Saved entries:
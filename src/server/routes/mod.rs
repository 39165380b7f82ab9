//! Route fragments, grouped by the gate they sit behind.

pub mod auth;
pub mod docker;
pub mod files;
pub mod system;
pub mod users;

use axum::http::{StatusCode, header};
use axum::response::{IntoResponse, Response};
use serde_json::json;

/// 302 to `location`.
pub(crate) fn found(location: &str) -> Response {
    (StatusCode::FOUND, [(header::LOCATION, location.to_string())]).into_response()
}

/// `{"message": ...}` with a 200.
pub(crate) fn message(text: &str) -> Response {
    axum::Json(json!({ "message": text })).into_response()
}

ACTIVITY:
Your reply should repeat the entries above in full, with every character intact.

TASK RESULT:
filename src/server/routes/mod.rs
repository 39165380b7f82ab9
//! Route fragments, grouped by the gate they sit behind.

pub mod auth;
pub mod docker;
pub mod files;
pub mod system;
pub mod users;

use axum::http::{StatusCode, header};
use axum::response::{IntoResponse, Response};
use serde_json::json;

/// 302 to `location`.
pub(crate) fn found(location: &str) -> Response {
    (StatusCode::FOUND, [(header::LOCATION, location.to_string())]).into_response()
}

/// `{"message": ...}` with a 200.
pub(crate) fn message(text: &str) -> Response {
    axum::Json(json!({ "message": text })).into_response()
}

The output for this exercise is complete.